Накануне Господина: сотрясая рамки - Славой Жижек 13 стр.


В трилогии о Бэтмене Рас также наставник молодого Уэйна: в "Бэтмен: начало" он находит Уэйна в китайской тюрьме; назвавшись Анри Дюкаром, он предлагает мальчику некий "путь". После того как Уэйн освобожден, он забирается в дом Лиги теней, где его ждет Рас, поначалу представляющийся слугой другого человека по имени Рас аль Гул. По окончании долгих и мучительных тренировок Рас объясняет Брюсу необходимость идти до конца в борьбе со злом, а также сообщает, что его обучали с целью сделать из него главу Лиги Теней, чтобы разрушить Готэм-сити, ставший, по их мнению, безнадежно греховным. Несколько месяцев спустя Рас неожиданно появляется снова, чтобы сообщить, что он не Анри Дюкар, а Рас аль Гул. В последовавшем за этим споре Рас излагает историю прошлых деяний Лиги Теней (взятие и разграбление Рима, распространение Черной смерти, Великий пожар Лондона). Он объясняет, что разрушение Готэм-сити – всего лишь очередная миссия Лиги с целью исправления человечества, постоянно подверженного упадку, а также якобы чтобы защитить окружающую среду. Затем Рас велит своим подручным сжечь имение Уэйна, чтобы убить его. Брюс, однако, заявляет: "Справедливость есть равновесие, ты сжег мой дом и принял меня за мертвого, но со мной придется считаться". Уэйн выжил в пожаре и сражается с Расом как Бэтмен; одолев его, он оставляет его мертвым в поезде, который падает на автостоянку и взрывается; в последние минуты жизни Рае предается размышлениям, его впоследствии считают мертвым, хотя тело в обломках так и не было найдено. Рао, таким образом, не просто воплощение Зла: он представляет собой сочетание доблести и террора, дисциплинированную борьбу за равенство против продажной империи и, таким образом, может быть поставлен в один ряд с такими героями, как Пол Атридес из "Дюны" Фрэнка Герберта и Леонид из фильма Фрэнка Миллера "300 спартанцев". Крайне важно, что Брюс Уэйн был учеником Рага – ведь именно он сделал его Бэтменом.

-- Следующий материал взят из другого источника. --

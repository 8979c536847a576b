//! SQLite handles for the resource pool

use std::path::{Path, PathBuf};
use std::time::Duration;

use rusqlite::Connection;

use super::{HandleManager, ResourcePool};
use crate::utils::error::PoolError;

/// Pool of SQLite connections to one database file
pub type SqlitePool = ResourcePool<SqliteManager>;

/// Opens connections to one SQLite database file
#[derive(Debug, Clone)]
pub struct SqliteManager {
    path: PathBuf,
    busy_timeout: Duration,
}

impl SqliteManager {
    /// Manager for the database at `path`. The parent directory must exist.
    pub fn new(path: impl Into<PathBuf>) -> Self {
        Self {
            path: path.into(),
            busy_timeout: Duration::from_secs(5),
        }
    }

    /// Override how long a connection waits on a locked database
    #[must_use]
    pub fn with_busy_timeout(mut self, busy_timeout: Duration) -> Self {
        self.busy_timeout = busy_timeout;
        self
    }

    /// Database file path
    pub fn path(&self) -> &Path {
        &self.path
    }

    fn open(&self) -> rusqlite::Result<Connection> {
        let conn = Connection::open(&self.path)?;
        conn.busy_timeout(self.busy_timeout)?;
        // WAL lets pooled readers run alongside a writer
        conn.execute_batch("PRAGMA journal_mode=WAL; PRAGMA synchronous=NORMAL;")?;
        Ok(conn)
    }
}

impl HandleManager for SqliteManager {
    type Handle = Connection;

    fn connect(&self) -> Result<Connection, PoolError> {
        self.open().map_err(|e| {
            PoolError::Connect(format!("{}: {e}", self.path.display()))
        })
    }

    fn is_alive(&self, conn: &Connection) -> bool {
        conn.query_row("SELECT 1", [], |row| row.get::<_, i64>(0))
            .is_ok()
    }

    fn close(&self, conn: Connection) {
        if let Err((_, e)) = conn.close() {
            tracing::warn!(path = %self.path.display(), error = %e, "Failed to close SQLite connection");
        }
    }
}

#[cfg(test)]
mod tests {
    use super::*;
    use crate::pool::PoolSettings;
    use tempfile::TempDir;

    #[test]
    fn test_connect_enables_wal() {
        let dir = TempDir::new().unwrap();
        let manager = SqliteManager::new(dir.path().join("news.db"));

        let conn = manager.connect().unwrap();
        let mode: String = conn
            .query_row("PRAGMA journal_mode", [], |row| row.get(0))
            .unwrap();

        assert_eq!(mode.to_lowercase(), "wal");
        assert!(manager.is_alive(&conn));
        manager.close(conn);
    }

    #[test]
    fn test_missing_parent_directory_is_connect_error() {
        let dir = TempDir::new().unwrap();
        let manager = SqliteManager::new(dir.path().join("missing").join("news.db"));

        assert!(matches!(manager.connect(), Err(PoolError::Connect(_))));
    }

    #[tokio::test]
    async fn test_pooled_connections_share_one_file() {
        let dir = TempDir::new().unwrap();
        let settings = PoolSettings {
            initial_size: 2,
            max_size: 4,
            acquire_timeout: Duration::from_millis(50),
        };
        let pool = SqlitePool::open(SqliteManager::new(dir.path().join("news.db")), settings).unwrap();

        {
            let conn = pool.acquire().await.unwrap();
            conn.execute_batch("CREATE TABLE t (v INTEGER); INSERT INTO t VALUES (7);")
                .unwrap();
        }

        let first = pool.acquire().await.unwrap();
        let second = pool.acquire().await.unwrap();
        for conn in [&first, &second] {
            let v: i64 = conn.query_row("SELECT v FROM t", [], |row| row.get(0)).unwrap();
            assert_eq!(v, 7);
        }
    }
}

Обычный здравый смысл заставляет высказать тут целый ряд упреков. Прежде всего, в ходе настоящих революций, от сталинизма до Красных кхмеров, действительно творилось страшное насилие, совершались жуткие массовые убийства, так что фильм, совершенно очевидно, вовсе не предается игре реакционного воображения. Второй упрек противоположного свойства: реальное движение "Оккупай Уолл-стрит" не было насильственным, оно явно не ставило себе целью установление царства террора; если подразумевается, что восстание Бэйна отображает скрытые тенденции движения "Оккупай", то фильм просто нелепо искажает его задачи и стратегии. Продолжающиеся антиглобалистские протесты являют собой прямую противоположность грубому террору Бэйна: он является зеркальным отражением государственного террора, представителем смертоносной фундаменталистской секты, совершившей переворот и правящей посредством запугивания. Оба этих упрека делают фигуру Бэйна неприемлемой. Но я постараюсь ответить на них.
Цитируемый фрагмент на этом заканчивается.